New player Saudi Arabia’s Riyadh Air was launched some 15 months ago and is in an alliance with Turkish Airlines. According to CEO Tony Douglas, the start-up is looking to fly to some 150 destinations, has an order for 72 aircraft, and expects to start operations by mid-2025.

On another panel, CEO of Really Cool Airlines Patel Sarasin said the new Thai full-service international player is scheduled to take off by the end of the year but shared he was facing challenges in finding aircraft.

Fellow panellist Mike Szucs, CEO of Cebu Pacific, said he was negotiating with Airbus and Boeing for 150 aircraft to tap domestic and international opportunities with major improvements in the country’s airport infrastructure under way.

However, airlines have little control over the delivery of their aircraft orders.

Douglas admitted Riyadh Air has “no Plan B” in the current situation of demand chasing supply; while Elbers acknowledged there were supply chain challenges and original equipment manufacturer issues.

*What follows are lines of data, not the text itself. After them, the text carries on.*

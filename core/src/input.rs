use std::collections::HashMap;
use anyhow::{anyhow, Context, Result};

use crate::model::hour::Field;

#[derive(Debug, PartialEq)]
pub struct ParsedInput {
    pub positional: Vec<String>,
    pub metadata: HashMap<String, String>,
}

/// Raw values for one hour, before range validation.
#[derive(Debug, Clone, Copy, PartialEq, Eq)]
pub struct HourInput {
    pub program: u8,
    pub strength: u8,
    pub pain: u8,
}

pub fn parse_args(args: &[String]) -> ParsedInput {
    let mut positional = Vec::new();
    let mut metadata = HashMap::new();

    for arg in args {
        if let Some((key, value)) = arg.split_once(':') {
            if !key.is_empty() {
                metadata.insert(key.to_string(), value.to_string());
                continue;
            }
        }
        positional.push(arg.clone());
    }

    ParsedInput { positional, metadata }
}

pub fn expand_key(key: &str, candidates: &[&str]) -> Result<String> {
    // 1. Exact match
    if candidates.contains(&key) {
        return Ok(key.to_string());
    }

    // 2. Prefix match
    let matches: Vec<&str> = candidates
        .iter()
        .filter(|&&c| c.starts_with(key))
        .cloned()
        .collect();

    match matches.len() {
        1 => Ok(matches[0].to_string()),
        0 => Err(anyhow!("Unknown key: '{}'", key)),
        _ => Err(anyhow!("Ambiguous key: '{}' matches {:?}", key, matches)),
    }
}

/// Reads `program:<n> strength:<n> pain:<n>` (keys may be shortened to any
/// unique prefix). All three are required.
pub fn parse_hour_input(args: &[String]) -> Result<HourInput> {
    let parsed = parse_args(args);
    if let Some(extra) = parsed.positional.first() {
        return Err(anyhow!("Unexpected argument: '{}'", extra));
    }

    let known_keys: Vec<&str> = Field::ALL.iter().map(Field::name).collect();
    let mut values = HashMap::new();
    for (key, raw) in &parsed.metadata {
        let full_key = expand_key(key, &known_keys)?;
        let value: u8 = raw
            .trim()
            .parse()
            .with_context(|| format!("Invalid {} value: '{}'", full_key, raw))?;
        if values.insert(full_key.clone(), value).is_some() {
            return Err(anyhow!("Duplicate key: '{}'", full_key));
        }
    }

    let mut take = |field: Field| {
        values
            .remove(field.name())
            .ok_or_else(|| anyhow!("Missing {} value", field))
    };
    Ok(HourInput {
        program: take(Field::Program)?,
        strength: take(Field::Strength)?,
        pain: take(Field::Pain)?,
    })
}
use std::collections::BTreeMap;

use serde::{Deserialize, Serialize};

use crate::error::{LogError, LogResult};
use crate::model::day::HourMap;
use crate::model::hour::{Field, HourRecord, Setting};

#[derive(Serialize, Deserialize, Debug, Clone, Copy, PartialEq)]
pub struct FieldStats {
    pub min: u8,
    pub max: u8,
    /// Rounded half-up to 2 decimal places.
    pub avg: f64,
}

#[derive(Serialize, Deserialize, Debug, Clone, Copy, PartialEq, Eq, Default)]
pub struct SleepSplit {
    pub hours_asleep: usize,
    pub hours_awake: usize,
}

/// Everything a day view usually wants in one pass.
#[derive(Serialize, Deserialize, Debug, Clone, PartialEq)]
pub struct DaySummary {
    pub recorded_hours: usize,
    pub sleep: SleepSplit,
    pub pain: Option<FieldStats>,
    pub program: Option<FieldStats>,
    pub strength: Option<FieldStats>,
    pub program_counts: BTreeMap<u8, usize>,
}

fn records(map: &HourMap) -> impl Iterator<Item = &HourRecord> {
    map.values().flatten()
}

/// Min, max and average of `field` over the non-empty slots in `map`.
///
/// Asleep hours (pain 0) are left out when `field` is pain, and only then.
pub fn field_stats(field: Field, map: &HourMap) -> LogResult<FieldStats> {
    let values: Vec<u8> = records(map)
        .map(|r| r.get(field))
        .filter(|v| field != Field::Pain || *v != 0)
        .collect();

    let (Some(min), Some(max)) = (values.iter().min(), values.iter().max()) else {
        return Err(LogError::NoData { field });
    };
    let sum: u64 = values.iter().map(|v| u64::from(*v)).sum();

    Ok(FieldStats {
        min: *min,
        max: *max,
        avg: round_avg(sum, values.len() as u64),
    })
}

/// `sum / count` rounded half-up to hundredths. Done in integers so that
/// `.xx5` cases aren't at the mercy of binary floating point.
fn round_avg(sum: u64, count: u64) -> f64 {
    let hundredths = (sum * 200 + count) / (count * 2);
    hundredths as f64 / 100.0
}

/// How many hours each value of `setting` was in use. Off (0) is counted.
pub fn category_counts(setting: Setting, map: &HourMap) -> BTreeMap<u8, usize> {
    let field = Field::from(setting);
    let mut counts = BTreeMap::new();
    for record in records(map) {
        *counts.entry(record.get(field)).or_insert(0) += 1;
    }
    counts
}

/// How many hours each `(program, strength)` combination was in use.
pub fn setting_counts(map: &HourMap) -> BTreeMap<(u8, u8), usize> {
    let mut counts = BTreeMap::new();
    for record in records(map) {
        *counts.entry((record.program(), record.strength())).or_insert(0) += 1;
    }
    counts
}

pub fn sleep_awake_split(map: &HourMap) -> SleepSplit {
    records(map).fold(SleepSplit::default(), |mut split, r| {
        if r.is_asleep() {
            split.hours_asleep += 1;
        } else {
            split.hours_awake += 1;
        }
        split
    })
}

pub fn summarize(map: &HourMap) -> DaySummary {
    DaySummary {
        recorded_hours: records(map).count(),
        sleep: sleep_awake_split(map),
        pain: field_stats(Field::Pain, map).ok(),
        program: field_stats(Field::Program, map).ok(),
        strength: field_stats(Field::Strength, map).ok(),
        program_counts: category_counts(Setting::Program, map),
    }
}
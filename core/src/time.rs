use chrono::{Duration, Local, NaiveDate};
use anyhow::{anyhow, Result};

use crate::model::day::HOURS_PER_DAY;

const DATE_KEY_FORMAT: &str = "%Y-%m-%d";

/// Canonical storage key for a day.
pub fn date_key(date: NaiveDate) -> String {
    date.format(DATE_KEY_FORMAT).to_string()
}

pub fn parse_date_key(key: &str) -> Result<NaiveDate> {
    NaiveDate::parse_from_str(key.trim(), DATE_KEY_FORMAT)
        .map_err(|_| anyhow!("Invalid date key: '{}' (expected YYYY-MM-DD)", key))
}

/// Period covered by hour slot `hour`, e.g. `9 -> "0900 - 1000"`.
/// The last slot wraps to midnight: `23 -> "2300 - 0000"`.
pub fn hour_label(hour: usize) -> String {
    let next = (hour + 1) % HOURS_PER_DAY;
    format!("{:02}00 - {:02}00", hour, next)
}

pub fn parse_human_date(input: &str) -> Result<NaiveDate> {
    let today = Local::now().date_naive();
    parse_human_date_from(input, today)
}

/// Same as [`parse_human_date`] but relative to `today`.
pub fn parse_human_date_from(input: &str, today: NaiveDate) -> Result<NaiveDate> {
    let input = input.trim();

    // 1. Reserved keywords
    match input.to_lowercase().as_str() {
        "today" | "tod" => return Ok(today),
        "yesterday" | "yes" => return Ok(today - Duration::days(1)),
        _ => {}
    }

    // 2. Relative format (-Nd)
    if let Some(rest) = input.strip_prefix('-') {
        if let Some(num_str) = rest.strip_suffix('d') {
            let count: i64 = num_str.parse().map_err(|_| anyhow!("Invalid relative format: {}", input))?;
            return Duration::try_days(count)
                .and_then(|d| today.checked_sub_signed(d))
                .ok_or_else(|| anyhow!("Date out of range: {}", input));
        }
        return Err(anyhow!("Unknown unit in relative date: {}", input));
    }

    // 3. Fallback to the key format
    parse_date_key(input).map_err(|_| anyhow!("Could not parse date: {}", input))
}
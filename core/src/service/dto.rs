use serde::{Deserialize, Serialize};

use crate::model::day::HourMap;
use crate::model::hour::{slot_status, HourRecord, HourStatus};
use crate::time::hour_label;

/// Flattened slot for listings.
#[derive(Serialize, Deserialize, Debug, Clone, PartialEq)]
pub struct HourView {
    pub hour: usize,
    pub period: String, // "1400 - 1500"
    pub program: Option<u8>,
    pub strength: Option<u8>,
    pub pain: Option<u8>,
    pub description: String,
}

impl HourView {
    pub fn from_slot(hour: usize, slot: Option<&HourRecord>) -> Self {
        Self {
            hour,
            period: hour_label(hour),
            program: slot.map(|r| r.program()),
            strength: slot.map(|r| r.strength()),
            pain: slot.map(|r| r.pain()),
            description: describe(slot_status(slot)),
        }
    }
}

pub fn describe(status: HourStatus) -> String {
    match status {
        HourStatus::Empty => "NO RECORD".to_string(),
        HourStatus::OffAndAsleep => "DEVICE OFF & ASLEEP".to_string(),
        HourStatus::OffWithPain { pain } => format!("Pain: {} | DEVICE OFF", pain),
        HourStatus::AsleepWithDevice { program, strength } => {
            format!("ASLEEP | Program: {} Strength: {}", program, strength)
        }
        HourStatus::Normal { program, strength, pain } => {
            format!("Pain: {} | Program: {} Strength: {}", pain, program, strength)
        }
    }
}

pub fn hour_views(map: &HourMap) -> Vec<HourView> {
    map.iter()
        .map(|(hour, slot)| HourView::from_slot(*hour, slot.as_ref()))
        .collect()
}

#[cfg(test)]
mod tests {
    use super::*;
    use crate::config::ScaleConfig;
    use crate::model::day::Day;
    use chrono::NaiveDate;

    #[test]
    fn test_views_cover_the_four_cases_and_empties() {
        let mut day = Day::new(NaiveDate::from_ymd_opt(2022, 7, 4).unwrap(), ScaleConfig::default());
        day.set_hour(1, 0, 0, 0).unwrap();
        day.set_hour(2, 0, 3, 6).unwrap();
        day.set_hour(3, 2, 7, 0).unwrap();
        day.set_hour(4, 2, 7, 4).unwrap();

        let views = hour_views(&day.get_range(0, 4).unwrap());
        let descriptions: Vec<&str> = views.iter().map(|v| v.description.as_str()).collect();
        assert_eq!(
            descriptions,
            vec![
                "NO RECORD",
                "DEVICE OFF & ASLEEP",
                "Pain: 6 | DEVICE OFF",
                "ASLEEP | Program: 2 Strength: 7",
                "Pain: 4 | Program: 2 Strength: 7",
            ]
        );
        assert_eq!(views[4].period, "0400 - 0500");
        assert_eq!(views[0].pain, None);
        assert_eq!(views[4].strength, Some(7));
    }
}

On how Thai Airways is coping with passenger demand changes following China’s reopening, CEO Chai Eamsiri said Chinese state-owned enterprises were controlling the flow of outbound travel and the airline was managing its aircraft deployment by serving only 42 routes, less than 80 per cent of pre-pandemic levels.

For Riyadh Air, Douglas noted that China, described as a giant market, is on its “list of top priorities”, adding “we have to go to China and will use social media” to promote its appeal to football-mad supporters – Cristiano Ronaldo captains Saudi Pro League Al Nasser – and adventure seekers as host of the Dakar Rally.

Airlines also have no clear answer on how to get to net zero carbon emissions, identified as one of the industry’s biggest challenges even though low-carbon and sustainable fuel are available.

Chai commented carbon neutrality was not just the responsibility of airlines and “everyone has to pay for it”.

While the airlines are ready, where there are mandates in Europe and where the Schengen region and the US have also introduced incentives, he said more guidelines are needed in Asia.

Chai referenced the February announcement that flights departing from Singapore will be required to use sustainable aviation fuel (SAF) from 2026, in a move aimed at progressively decarbonising airline operations.

Singapore is aiming for a one per cent SAF uplift and passengers will have to pay more for their air tickets due to a levy imposed on the purchase of the fuel with fees paid based on factors such as distance travelled and class of travel.

The rest of South-east Asia, even the Thai government, Chai pointed out, have no comprehensive policy on SAF and the national carrier is pushing for clearer concrete solutions on its availability in the market.

While no mention was made during the panels on recent incidents of missing aircraft door plugs or tricky pilot seat switches having a knock-on effect on delivery and capacity rebuilding, passengers will have to brace themselves for higher ticket prices as airlines wait for orders and what else is to come as governments and the industry work out the route to net zero carbon emissions.